My three children are really adorable. I have one boy and two girls. One of the girls is a new student- a recent import from Africa. She is having an incredibly hard time with the English language. The one male student is a sweetheart who is very funny and talkative. I've been working with him for about four weeks now and he is comfortable enough with me to actually listen when I give him directions. He becomes really frusterated when he does not get an aswer right. The other girl's English language skills are comming along incredibly well. She has a strong accent, but I strongly feel as though it will decrease as she gets older, until, eventually, she has no accent at all.
The ESL teacher told me today that there is a severe lack of parental interest in school. She believes this is why some students are having a hard time learning English- the simple fact that the parents themselves do not want to attend parent-teacher meetings or put any effort forth into their child's education. Apparently, the teacher has a huge problem with the parents of her students. She told me that some students attendance grades are practically non existent- parents won't even take the time out of the morning to drive their children to school or to wake them up early and put them on the bus. She also told me that when she does finally get into contact with the parents, they usually swear at her or use other vulgar language, hanging up mid converstaion.

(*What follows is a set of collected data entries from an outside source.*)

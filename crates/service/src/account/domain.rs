use models::account::{self, Currency};
use rust_decimal::Decimal;
use serde::{Deserialize, Serialize};
use validator::Validate;

use crate::validation::not_blank;

/// Account as exchanged over HTTP, by both services.
///
/// Every field is optional on the wire so a missing value surfaces as a
/// validation error instead of a decoding failure.
#[derive(Debug, Clone, PartialEq, Default, Serialize, Deserialize, Validate)]
#[serde(rename_all = "camelCase")]
pub struct Account {
    #[serde(default)]
    pub id: Option<i64>,
    #[validate(required(message = "must not be null"))]
    #[serde(default, with = "rust_decimal::serde::arbitrary_precision_option")]
    pub balance: Option<Decimal>,
    #[validate(required(message = "must not be null"))]
    #[serde(default)]
    pub currency: Option<Currency>,
    #[validate(required(message = "must not be null"))]
    #[serde(default)]
    pub client_id: Option<i64>,
    #[validate(
        required(message = "must not be null"),
        length(min = 1, max = 255, message = "size must be between 1 and 255"),
        custom(function = "not_blank", message = "must not be blank")
    )]
    #[serde(default)]
    pub name: Option<String>,
}

impl Account {
    pub fn new(balance: Decimal, currency: Currency, client_id: i64, name: impl Into<String>) -> Self {
        Self {
            id: None,
            balance: Some(balance),
            currency: Some(currency),
            client_id: Some(client_id),
            name: Some(name.into()),
        }
    }

    pub fn with_id(mut self, id: i64) -> Self {
        self.id = Some(id);
        self
    }
}

impl From<account::Model> for Account {
    fn from(m: account::Model) -> Self {
        Self {
            id: Some(m.id),
            balance: Some(m.balance),
            currency: Some(m.currency),
            client_id: Some(m.client_id),
            name: Some(m.name),
        }
    }
}

#[cfg(test)]
mod tests {
    use super::*;
    use std::str::FromStr;

    #[test]
    fn json_is_camel_case_with_numeric_balance() {
        let acc = Account::new(Decimal::new(10050, 2), Currency::Rub, 55, "Deposit Rub").with_id(1);
        let json = serde_json::to_value(&acc).unwrap();
        assert_eq!(json["id"], 1);
        assert_eq!(json["clientId"], 55);
        assert_eq!(json["currency"], "RUB");
        assert_eq!(json["balance"].to_string(), "100.50");
    }

    #[test]
    fn large_balances_keep_every_digit() {
        let big = Decimal::from_str("12345678901234567.89").unwrap();
        let acc = Account::new(big, Currency::Rub, 1, "Big");
        let text = serde_json::to_string(&acc).unwrap();
        assert!(text.contains(r#""balance":12345678901234567.89"#), "{}", text);
        let back: Account = serde_json::from_str(&text).unwrap();
        assert_eq!(back.balance, Some(big));

        let parsed: Account = serde_json::from_str(r#"{"balance": 98765432109876.54}"#).unwrap();
        assert_eq!(parsed.balance, Some(Decimal::from_str("98765432109876.54").unwrap()));
    }

    #[test]
    fn null_balance_decodes_as_none() {
        let acc: Account = serde_json::from_str(r#"{"balance":null,"name":"Acc1"}"#).unwrap();
        assert_eq!(acc.balance, None);
    }

    #[test]
    fn missing_fields_decode_as_none() {
        let acc: Account = serde_json::from_str(r#"{"name":"Acc1"}"#).unwrap();
        assert_eq!(acc.balance, None);
        assert_eq!(acc.currency, None);
        assert_eq!(acc.client_id, None);
        assert_eq!(acc.name.as_deref(), Some("Acc1"));
    }

    #[test]
    fn unknown_currency_is_rejected() {
        let res = serde_json::from_str::<Account>(r#"{"currency":"GBP"}"#);
        assert!(res.is_err());
    }
}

The InfoWorks website states that 37% of parents returned the salt survey. The National Rhode Island average of parents who return the surveys is 53%. The rate of suspension is 4.2 as compared to the national average of 3.9. There seems to be a huge disconnect between the parents and their childrens education. Also evidenced by the InfoWorks website, students reported that 12% of parents help with homework, with the national average being 67%.
I very much see this schools problem with the parents in the ESL classroom that I volunteer for. Each week, kids are given 4 days to get $1.oo from their parents for an icecream or a popsicle. Out of 25-30 students, only 3-5 actually are ever given money by their parents. The teacher stated that this is not due to poverty... she believes that the parents simply do not care about their children.
The boy in my group was telling me how he has five brothers and sisters and how he sometimes does not see his dad for days. Due to his young age, I'm sure that he doesn't know what he is actually talking about- but, from an adult perspective, it sounds like his dad comes and goes when he pleases, leaving his wife and children to fend for himself.
It's a difficult situation because there is really little that the school can do to make the parents of the students participate in their education. I could see if there was a problem with the students, however, how does one fix this problem? What are some ideas to get the parents involved in the education? The only one that I can think of involved manditory parental meetings once every quarter to discuss their childs progress in school. Keep calling and harrassing them until they show up. Or, maybe, send home repeated notices that they have to sign alerting them to their childs progress.
This is a question that I will try to find answers to. It breaks my heart that a parent could be so non-involved in their childs life.